Any chord can be substituted for another which has the same tonic, dominant or traveling function. A substitute chord, or series of substitute chords, can provide alternate harmonic paths while maintaining its original function. (Two different V7 chords can provide the same dominant function with different harmonic conclusions, for example.) Or, the substitution can imply two functions simultaneously. (As will be seen below, with the help of an altered pitch, a chord can be heard as having both a traveling and dominant function.) Three types of substitutions which occur frequently are the tritone substitutions, the omitted/added root substitutions, and circle progression additions.
The tritone substitution is a dominant 7th chord whose root is a tritone (3 whole steps) away from the original dominant 7th chord. The chords are interchangeable because the tritone interval pitches are identical in each.
Chord substitution often results from an attempt to provide smooth voice leading. Using the tritone substitution, the roots of the ii-V-I progression move down by half-steps, instead of ascending 4ths. For example, in the key of C the progression becomes Dm7, Db7, CM rather than Dm7, G7, CM.
The omitted/added root substitution exchanges the root of the given chord for a root a third or fifth higher (occasionally lower.) The substituted chord still retains several pitches of the original, implying the same harmony, but can also point toward different directions--both in key and function.
Example B depicts a G7 chord with various omitted-root substitutions. The B dim. 7 chord, with 3 pitches in common with the original, retains the dominant quality, as it contains two tritone intervals. At first glance it seems to share an identical function with a G7 (b9) chord, yet, because G is omitted as the root, the diminished 7th chord offers additional possibilities of resolution. In short, unlike G7 (b9), B dim 7 is as likely to resolve to A Major or Eb Major as C Major.
The G7 and Bb7 chords have two pitches in common and, along with their dominant 7th constructions, generate enough similarity to share a dominant function but also enough diversity to provide pathways in different directions. (The obvious resolution of Bb7 is in the key of Eb and the G7 is the dominant of C.)
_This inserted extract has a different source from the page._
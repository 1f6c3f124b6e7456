pub(crate) mod dialogs;
pub(crate) mod status_bar;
Because of common pitches and the presence of a tritone, D-7 (b5) can also be a dominant substitute for G7. At the same time, however, its root, a fifth higher, also has a traveling function. As the ii chord in the key of C, the D-7 (with its altered 5th) allows the progression to extend itself before progressing toward a dominant and eventual tonic.
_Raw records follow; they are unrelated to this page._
//! Exchange format of the catalog: a JSON array of plan objects.
//!
//! Decoding is lenient. Each record goes through [`normalize_record`], which
//! coerces every field to its typed form instead of rejecting the document:
//! unknown categories fall back to [`Category::Automobile`], unreadable
//! numbers become zero and missing ids or timestamps are generated. Only a
//! document that is not a JSON array of objects is a [`FormatError`].

use std::collections::HashSet;
use std::fs;
use std::path::{Path, PathBuf};

use chrono::{DateTime, NaiveDate, Utc};
use serde_json::{Map, Value};
use thiserror::Error;
use tracing::warn;

use super::models::{Category, Plan};
use super::{PlanError, PlanResult};

#[derive(Debug, Error)]
pub enum FormatError {
    #[error("invalid JSON: {0}")]
    Syntax(#[from] serde_json::Error),
    #[error("expected a JSON array of plans, found {found}")]
    NotAnArray { found: &'static str },
    #[error("record {index} is not a JSON object (found {found})")]
    InvalidRecord { index: usize, found: &'static str },
}

/// Exchange field names paired with the Portuguese names written by older
/// versions of the catalog. When a record carries both, the first one wins.
const ADMINISTRATOR: [&str; 2] = ["administrator", "administradora"];
const CATEGORY: [&str; 2] = ["category", "tipo"];
const CREDIT_VALUE: [&str; 2] = ["creditValue", "valorCarta"];
const INSTALLMENT_VALUE: [&str; 2] = ["installmentValue", "valorParcela"];
const TERM_MONTHS: [&str; 2] = ["termMonths", "prazo"];
const ADMIN_FEE_PERCENT: [&str; 2] = ["adminFeePercent", "taxaAdm"];
const AVERAGE_BID_PERCENT: [&str; 2] = ["averageBidPercent", "mediaLance"];
const GROUP: [&str; 2] = ["group", "grupo"];
const NOTES: [&str; 2] = ["notes", "observacoes"];
const UPDATED_AT: [&str; 2] = ["updatedAt", "atualizadoEm"];

/// First non-null value among `keys`.
fn field<'a>(record: &'a Map<String, Value>, keys: [&str; 2]) -> Option<&'a Value> {
    keys.iter()
        .filter_map(|key| record.get(*key))
        .find(|value| !value.is_null())
}

/// Serializes the whole catalog as a pretty-printed JSON array.
pub fn encode(plans: &[Plan]) -> PlanResult<String> {
    Ok(serde_json::to_string_pretty(plans)?)
}

/// Parses and normalizes an exchange document.
pub fn decode(raw: &str) -> Result<Vec<Plan>, FormatError> {
    decode_at(raw, Utc::now())
}

/// [`decode`] with an explicit clock, used for generated timestamps.
pub fn decode_at(raw: &str, now: DateTime<Utc>) -> Result<Vec<Plan>, FormatError> {
    let document: Value = serde_json::from_str(raw)?;
    let records = match document {
        Value::Array(records) => records,
        other => {
            return Err(FormatError::NotAnArray {
                found: json_kind(&other),
            })
        }
    };

    let mut plans = records
        .into_iter()
        .enumerate()
        .map(|(index, record)| normalize_record(index, record, now))
        .collect::<Result<Vec<_>, _>>()?;
    ensure_unique_ids(&mut plans);
    Ok(plans)
}

/// Gives a fresh id to every plan whose id already appeared earlier in the slice.
pub fn ensure_unique_ids(plans: &mut [Plan]) {
    let mut seen = HashSet::with_capacity(plans.len());
    for (index, plan) in plans.iter_mut().enumerate() {
        if !seen.insert(plan.id.clone()) {
            let fresh = fresh_id(|candidate| seen.contains(candidate));
            warn!(index, duplicate = %plan.id, id = %fresh, "duplicate plan id regenerated");
            plan.id = fresh;
            seen.insert(plan.id.clone());
        }
    }
}

/// Coerces one untyped record into a [`Plan`].
pub fn normalize_record(
    index: usize,
    record: Value,
    now: DateTime<Utc>,
) -> Result<Plan, FormatError> {
    let record = match record {
        Value::Object(record) => record,
        other => {
            return Err(FormatError::InvalidRecord {
                index,
                found: json_kind(&other),
            })
        }
    };

    let id = record
        .get("id")
        .and_then(coerce_id)
        .unwrap_or_else(|| fresh_id(|_| false));
    let category = match field(&record, CATEGORY) {
        Some(Value::String(label)) => label.parse().unwrap_or_else(|_| {
            warn!(index, category = %label, "unknown category, using default");
            Category::default()
        }),
        _ => Category::default(),
    };
    let updated_at = match field(&record, UPDATED_AT) {
        Some(Value::String(text)) => DateTime::parse_from_rfc3339(text)
            .map(|dt| dt.with_timezone(&Utc))
            .unwrap_or_else(|err| {
                warn!(index, updated_at = %text, error = %err, "unreadable timestamp");
                now
            }),
        _ => now,
    };

    Ok(Plan {
        id,
        administrator: field(&record, ADMINISTRATOR)
            .map(coerce_text)
            .unwrap_or_default(),
        category,
        credit_value: coerce_amount(field(&record, CREDIT_VALUE)),
        installment_value: coerce_amount(field(&record, INSTALLMENT_VALUE)),
        term_months: coerce_amount(field(&record, TERM_MONTHS)).min(f64::from(u32::MAX)) as u32,
        admin_fee_percent: coerce_amount(field(&record, ADMIN_FEE_PERCENT)),
        average_bid_percent: coerce_amount(field(&record, AVERAGE_BID_PERCENT)),
        group: coerce_optional_text(field(&record, GROUP)),
        notes: coerce_optional_text(field(&record, NOTES)),
        updated_at,
    })
}

fn coerce_id(value: &Value) -> Option<String> {
    match value {
        Value::String(text) if !text.is_empty() => Some(text.clone()),
        Value::Number(number) => Some(number.to_string()),
        _ => None,
    }
}

/// Numeric coercion: numbers as-is, numeric strings parsed, booleans as 1/0.
/// Anything else, and any negative or non-finite result, is zero.
fn coerce_amount(value: Option<&Value>) -> f64 {
    let number = match value {
        Some(Value::Number(number)) => number.as_f64().unwrap_or(0.0),
        Some(Value::String(text)) => {
            let text = text.trim();
            if text.is_empty() {
                0.0
            } else {
                text.parse::<f64>().unwrap_or(0.0)
            }
        }
        Some(Value::Bool(flag)) => {
            if *flag {
                1.0
            } else {
                0.0
            }
        }
        _ => 0.0,
    };
    if number.is_finite() && number > 0.0 {
        number
    } else {
        0.0
    }
}

fn coerce_text(value: &Value) -> String {
    match value {
        Value::String(text) => text.clone(),
        Value::Number(number) => number.to_string(),
        Value::Bool(flag) => flag.to_string(),
        _ => String::new(),
    }
}

/// Optional text is kept only when the source value is truthy.
fn coerce_optional_text(value: Option<&Value>) -> Option<String> {
    match value? {
        Value::String(text) if !text.is_empty() => Some(text.clone()),
        Value::Number(number) if number.as_f64() != Some(0.0) => Some(number.to_string()),
        Value::Bool(true) => Some("true".to_string()),
        _ => None,
    }
}

fn json_kind(value: &Value) -> &'static str {
    match value {
        Value::Null => "null",
        Value::Bool(_) => "boolean",
        Value::Number(_) => "number",
        Value::String(_) => "string",
        Value::Array(_) => "array",
        Value::Object(_) => "object",
    }
}

/// Short random id that `taken` does not reject.
pub fn fresh_id<F>(taken: F) -> String
where
    F: Fn(&str) -> bool,
{
    loop {
        let candidate = uuid::Uuid::new_v4().simple().to_string()[..8].to_string();
        if !taken(&candidate) {
            return candidate;
        }
    }
}

/// `planos-consorcio-<YYYY-MM-DD>.json`
pub fn export_filename(date: NaiveDate) -> String {
    format!("planos-consorcio-{}.json", date.format("%Y-%m-%d"))
}

/// Delivers an exported document somewhere the user can pick it up.
pub trait ExportSink {
    fn deliver(&mut self, payload: &[u8], filename: &str) -> PlanResult<PathBuf>;
}

/// Writes exports into a directory, creating it on first use.
#[derive(Debug, Clone)]
pub struct DirectorySink {
    dir: PathBuf,
}

impl DirectorySink {
    pub fn new(dir: impl AsRef<Path>) -> Self {
        Self {
            dir: dir.as_ref().to_path_buf(),
        }
    }
}

impl ExportSink for DirectorySink {
    fn deliver(&mut self, payload: &[u8], filename: &str) -> PlanResult<PathBuf> {
        let path = self.dir.join(filename);
        fs::create_dir_all(&self.dir)
            .and_then(|_| fs::write(&path, payload))
            .map_err(|source| PlanError::Export {
                path: path.clone(),
                source,
            })?;
        Ok(path)
    }
}

/// Reads an import file without blocking the caller's runtime.
pub async fn read_import_file(path: impl AsRef<Path>) -> PlanResult<String> {
    Ok(tokio::fs::read_to_string(path.as_ref()).await?)
}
Circle progressions, as well as being fundamental to the structure of many traditional jazz compositions, are often inserted as turnarounds (discussed above) or used as a series of substitute chords in specific parts of a composition. Example C, below, shows both a basic 12-bar blues progression (in black letters) and several circle progression substitutions (in red letters), which are used to amplify the structure. Not only do the added substitutions provide tension by their harmonic direction, but also by the quicker harmonic rhythm. You can note the effect of this by pushing the "play" button to see how the progression occurs in real time. Can you decide how the specific substitutions might be chosen?
I wrote a blues called, "Wildwoman Blues" for my students some years back which was used as a sight-singing exercise. It seems appropriate to bring it back for your analysis (be able to discuss in class) and, oh yes! as a sight singing exercise (to be sung in class). Many different dominant 7th chords here--some have tonic function, others dominant function. There are example of tritone substitutions, and many instances of circle progressions. Find out what you can. You can hear a synth version in the example below by pushing the "play" button.
The singing exercise should be in three stages: first sing the roots of the chords as they occur in the form, then sing the melody. Finally, improvise over the progression (use only chord tones!) while someone else sings the bass line!